=== EXERCISE OBJECTIVE ===
This task calls for copying every line of the records that includes the word "JsonlSink".

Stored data
%%

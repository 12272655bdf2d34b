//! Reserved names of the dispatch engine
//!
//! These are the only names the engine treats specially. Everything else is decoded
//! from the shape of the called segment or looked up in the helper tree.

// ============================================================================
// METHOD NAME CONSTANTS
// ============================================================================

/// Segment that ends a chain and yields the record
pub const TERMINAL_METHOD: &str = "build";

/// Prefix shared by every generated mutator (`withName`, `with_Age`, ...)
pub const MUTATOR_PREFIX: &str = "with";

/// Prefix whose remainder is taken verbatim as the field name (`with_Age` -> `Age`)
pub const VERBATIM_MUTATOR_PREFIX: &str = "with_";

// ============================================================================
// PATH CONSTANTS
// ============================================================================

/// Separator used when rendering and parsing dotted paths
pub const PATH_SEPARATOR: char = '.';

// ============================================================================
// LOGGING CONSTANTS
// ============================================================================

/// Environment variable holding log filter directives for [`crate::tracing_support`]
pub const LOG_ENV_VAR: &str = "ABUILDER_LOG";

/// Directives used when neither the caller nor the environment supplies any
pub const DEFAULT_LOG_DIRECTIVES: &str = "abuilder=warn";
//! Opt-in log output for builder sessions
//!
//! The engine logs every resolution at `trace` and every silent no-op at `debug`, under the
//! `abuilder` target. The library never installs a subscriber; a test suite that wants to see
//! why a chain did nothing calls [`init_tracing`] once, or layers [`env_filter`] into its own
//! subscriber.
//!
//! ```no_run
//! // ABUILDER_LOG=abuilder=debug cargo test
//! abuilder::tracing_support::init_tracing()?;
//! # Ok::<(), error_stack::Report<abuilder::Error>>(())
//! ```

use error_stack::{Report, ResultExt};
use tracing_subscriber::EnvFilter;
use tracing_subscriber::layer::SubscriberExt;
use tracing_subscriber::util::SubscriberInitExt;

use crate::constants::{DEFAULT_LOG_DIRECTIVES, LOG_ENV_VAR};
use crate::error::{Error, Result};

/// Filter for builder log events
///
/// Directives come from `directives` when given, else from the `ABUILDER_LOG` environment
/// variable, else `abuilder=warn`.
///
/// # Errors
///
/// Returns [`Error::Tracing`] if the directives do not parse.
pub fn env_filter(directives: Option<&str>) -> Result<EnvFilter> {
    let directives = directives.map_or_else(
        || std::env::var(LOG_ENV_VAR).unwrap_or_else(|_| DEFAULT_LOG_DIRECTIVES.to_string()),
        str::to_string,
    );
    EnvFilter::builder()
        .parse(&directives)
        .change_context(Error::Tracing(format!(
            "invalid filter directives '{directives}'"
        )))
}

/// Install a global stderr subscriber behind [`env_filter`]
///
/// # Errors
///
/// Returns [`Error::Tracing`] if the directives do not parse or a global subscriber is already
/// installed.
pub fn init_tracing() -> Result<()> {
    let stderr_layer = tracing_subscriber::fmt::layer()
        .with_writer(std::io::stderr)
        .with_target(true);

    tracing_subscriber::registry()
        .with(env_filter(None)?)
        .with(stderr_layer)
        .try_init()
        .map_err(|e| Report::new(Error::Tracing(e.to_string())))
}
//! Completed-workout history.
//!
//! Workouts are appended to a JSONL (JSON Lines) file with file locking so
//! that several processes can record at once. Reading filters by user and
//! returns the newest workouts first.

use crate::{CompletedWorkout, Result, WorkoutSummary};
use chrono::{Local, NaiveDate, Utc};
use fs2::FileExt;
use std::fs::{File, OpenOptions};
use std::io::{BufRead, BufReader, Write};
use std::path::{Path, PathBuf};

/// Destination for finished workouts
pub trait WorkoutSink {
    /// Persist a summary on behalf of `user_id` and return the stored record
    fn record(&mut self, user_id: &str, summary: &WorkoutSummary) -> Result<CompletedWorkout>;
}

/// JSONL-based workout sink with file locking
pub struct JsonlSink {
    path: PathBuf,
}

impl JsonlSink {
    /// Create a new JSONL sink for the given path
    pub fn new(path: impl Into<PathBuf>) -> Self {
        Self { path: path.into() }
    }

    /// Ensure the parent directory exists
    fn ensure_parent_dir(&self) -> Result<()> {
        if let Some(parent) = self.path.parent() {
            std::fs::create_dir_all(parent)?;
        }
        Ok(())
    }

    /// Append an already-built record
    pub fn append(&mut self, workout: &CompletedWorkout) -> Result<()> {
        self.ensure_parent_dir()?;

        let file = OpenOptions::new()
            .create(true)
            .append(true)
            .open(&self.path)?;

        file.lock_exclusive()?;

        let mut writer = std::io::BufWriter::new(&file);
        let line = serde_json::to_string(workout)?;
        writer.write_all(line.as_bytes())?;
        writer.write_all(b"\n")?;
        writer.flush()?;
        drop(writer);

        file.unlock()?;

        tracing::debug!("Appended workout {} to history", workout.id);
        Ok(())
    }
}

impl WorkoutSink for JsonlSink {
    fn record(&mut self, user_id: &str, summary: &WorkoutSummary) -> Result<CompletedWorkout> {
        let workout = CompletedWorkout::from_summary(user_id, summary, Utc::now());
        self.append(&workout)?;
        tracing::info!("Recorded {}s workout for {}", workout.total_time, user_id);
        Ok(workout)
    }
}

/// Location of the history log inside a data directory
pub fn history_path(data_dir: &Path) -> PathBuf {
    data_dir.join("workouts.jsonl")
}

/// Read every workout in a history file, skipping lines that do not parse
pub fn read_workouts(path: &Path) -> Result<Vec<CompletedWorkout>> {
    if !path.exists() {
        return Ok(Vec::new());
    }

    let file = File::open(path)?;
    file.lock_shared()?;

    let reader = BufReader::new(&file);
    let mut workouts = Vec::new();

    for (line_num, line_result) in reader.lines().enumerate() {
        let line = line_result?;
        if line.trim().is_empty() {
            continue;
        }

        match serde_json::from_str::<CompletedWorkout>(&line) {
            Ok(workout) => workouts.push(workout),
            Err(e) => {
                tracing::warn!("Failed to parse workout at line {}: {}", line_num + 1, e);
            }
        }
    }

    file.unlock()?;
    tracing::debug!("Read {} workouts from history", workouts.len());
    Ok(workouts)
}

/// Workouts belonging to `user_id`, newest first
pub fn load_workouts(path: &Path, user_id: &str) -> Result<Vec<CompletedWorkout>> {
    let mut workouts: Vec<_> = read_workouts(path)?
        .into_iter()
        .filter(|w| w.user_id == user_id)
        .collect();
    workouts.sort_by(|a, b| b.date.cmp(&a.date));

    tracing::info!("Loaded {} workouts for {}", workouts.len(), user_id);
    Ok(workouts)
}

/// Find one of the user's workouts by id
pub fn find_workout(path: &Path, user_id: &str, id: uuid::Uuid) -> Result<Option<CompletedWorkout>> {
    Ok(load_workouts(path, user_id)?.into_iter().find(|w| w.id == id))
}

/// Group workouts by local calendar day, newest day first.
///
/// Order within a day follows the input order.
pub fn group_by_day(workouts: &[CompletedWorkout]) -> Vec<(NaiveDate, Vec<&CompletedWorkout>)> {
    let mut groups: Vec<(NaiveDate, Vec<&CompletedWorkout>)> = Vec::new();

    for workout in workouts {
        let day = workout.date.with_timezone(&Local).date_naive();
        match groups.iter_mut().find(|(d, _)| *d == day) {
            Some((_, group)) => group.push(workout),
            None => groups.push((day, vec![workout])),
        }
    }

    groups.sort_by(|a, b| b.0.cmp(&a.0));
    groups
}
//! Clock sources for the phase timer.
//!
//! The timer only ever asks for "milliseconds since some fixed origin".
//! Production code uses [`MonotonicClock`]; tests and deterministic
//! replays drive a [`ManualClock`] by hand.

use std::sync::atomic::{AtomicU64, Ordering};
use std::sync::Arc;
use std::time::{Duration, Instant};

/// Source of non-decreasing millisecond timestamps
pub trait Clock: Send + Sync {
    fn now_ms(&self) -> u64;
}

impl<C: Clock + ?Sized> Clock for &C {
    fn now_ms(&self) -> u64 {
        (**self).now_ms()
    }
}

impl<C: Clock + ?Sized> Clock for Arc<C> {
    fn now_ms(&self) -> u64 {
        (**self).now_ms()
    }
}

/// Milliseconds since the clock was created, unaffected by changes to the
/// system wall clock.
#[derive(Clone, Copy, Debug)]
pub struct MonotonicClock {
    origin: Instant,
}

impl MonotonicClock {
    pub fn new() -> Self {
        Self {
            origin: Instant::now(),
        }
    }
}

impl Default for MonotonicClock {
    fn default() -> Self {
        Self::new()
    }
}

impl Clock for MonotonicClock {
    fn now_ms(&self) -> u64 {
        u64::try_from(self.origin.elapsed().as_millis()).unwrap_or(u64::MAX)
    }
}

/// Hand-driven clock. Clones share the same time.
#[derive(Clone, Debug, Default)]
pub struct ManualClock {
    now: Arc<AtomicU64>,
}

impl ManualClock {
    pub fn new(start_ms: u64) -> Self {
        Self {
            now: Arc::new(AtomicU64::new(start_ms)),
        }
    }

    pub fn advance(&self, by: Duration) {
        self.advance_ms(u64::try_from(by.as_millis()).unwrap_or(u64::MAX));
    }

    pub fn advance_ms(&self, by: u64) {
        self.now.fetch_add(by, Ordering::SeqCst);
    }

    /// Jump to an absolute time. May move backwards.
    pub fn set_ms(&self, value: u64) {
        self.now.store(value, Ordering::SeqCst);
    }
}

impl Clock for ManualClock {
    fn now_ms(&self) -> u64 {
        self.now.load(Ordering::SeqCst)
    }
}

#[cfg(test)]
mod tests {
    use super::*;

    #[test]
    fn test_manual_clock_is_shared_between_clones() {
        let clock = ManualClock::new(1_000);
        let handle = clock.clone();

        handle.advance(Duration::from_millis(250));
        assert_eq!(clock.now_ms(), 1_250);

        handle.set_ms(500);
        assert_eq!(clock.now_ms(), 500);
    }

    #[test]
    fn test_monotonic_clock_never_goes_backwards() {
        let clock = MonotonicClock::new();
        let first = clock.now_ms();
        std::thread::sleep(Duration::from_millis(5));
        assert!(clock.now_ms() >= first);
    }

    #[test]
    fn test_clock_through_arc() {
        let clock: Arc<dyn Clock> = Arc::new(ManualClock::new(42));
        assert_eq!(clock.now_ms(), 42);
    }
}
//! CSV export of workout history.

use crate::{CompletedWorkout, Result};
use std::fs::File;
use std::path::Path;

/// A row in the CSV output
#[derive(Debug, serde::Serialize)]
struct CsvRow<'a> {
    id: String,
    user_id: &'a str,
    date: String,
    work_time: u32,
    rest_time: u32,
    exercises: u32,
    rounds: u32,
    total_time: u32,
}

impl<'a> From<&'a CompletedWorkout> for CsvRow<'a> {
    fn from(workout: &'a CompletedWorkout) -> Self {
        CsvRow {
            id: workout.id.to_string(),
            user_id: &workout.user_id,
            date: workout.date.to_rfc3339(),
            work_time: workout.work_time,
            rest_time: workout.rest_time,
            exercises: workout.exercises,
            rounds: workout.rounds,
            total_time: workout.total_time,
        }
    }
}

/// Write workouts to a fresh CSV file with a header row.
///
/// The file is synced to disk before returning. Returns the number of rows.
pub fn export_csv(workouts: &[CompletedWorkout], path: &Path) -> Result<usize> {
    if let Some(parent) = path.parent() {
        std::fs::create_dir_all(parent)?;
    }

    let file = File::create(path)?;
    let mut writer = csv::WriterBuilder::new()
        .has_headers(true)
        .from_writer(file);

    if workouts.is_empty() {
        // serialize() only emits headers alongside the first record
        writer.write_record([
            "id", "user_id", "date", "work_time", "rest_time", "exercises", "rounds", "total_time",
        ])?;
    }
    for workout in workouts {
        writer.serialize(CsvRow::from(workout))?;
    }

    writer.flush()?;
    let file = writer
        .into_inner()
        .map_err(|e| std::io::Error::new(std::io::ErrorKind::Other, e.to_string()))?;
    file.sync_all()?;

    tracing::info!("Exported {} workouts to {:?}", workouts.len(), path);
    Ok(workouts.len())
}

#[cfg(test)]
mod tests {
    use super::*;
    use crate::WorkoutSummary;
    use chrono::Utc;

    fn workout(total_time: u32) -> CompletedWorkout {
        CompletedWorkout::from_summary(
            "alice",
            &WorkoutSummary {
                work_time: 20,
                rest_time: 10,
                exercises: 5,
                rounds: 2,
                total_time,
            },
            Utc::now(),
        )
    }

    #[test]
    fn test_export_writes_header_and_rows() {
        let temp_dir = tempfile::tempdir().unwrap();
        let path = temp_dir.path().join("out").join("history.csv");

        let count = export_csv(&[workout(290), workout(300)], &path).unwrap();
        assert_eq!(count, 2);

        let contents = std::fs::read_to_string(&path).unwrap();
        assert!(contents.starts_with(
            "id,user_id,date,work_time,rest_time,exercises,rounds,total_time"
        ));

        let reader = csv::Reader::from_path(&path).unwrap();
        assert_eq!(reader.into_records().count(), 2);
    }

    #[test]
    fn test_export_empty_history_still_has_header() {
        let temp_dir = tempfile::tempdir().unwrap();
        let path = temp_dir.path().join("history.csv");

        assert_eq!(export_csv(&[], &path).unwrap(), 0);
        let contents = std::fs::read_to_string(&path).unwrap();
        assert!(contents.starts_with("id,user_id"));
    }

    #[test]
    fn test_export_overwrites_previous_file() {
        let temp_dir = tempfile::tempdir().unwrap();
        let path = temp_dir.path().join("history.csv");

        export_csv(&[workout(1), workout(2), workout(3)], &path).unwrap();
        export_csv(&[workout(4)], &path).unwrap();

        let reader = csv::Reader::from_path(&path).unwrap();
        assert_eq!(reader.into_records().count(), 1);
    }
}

%%

=== REPLY TO THE EXERCISE ===
pub struct JsonlSink {
impl JsonlSink {
impl WorkoutSink for JsonlSink {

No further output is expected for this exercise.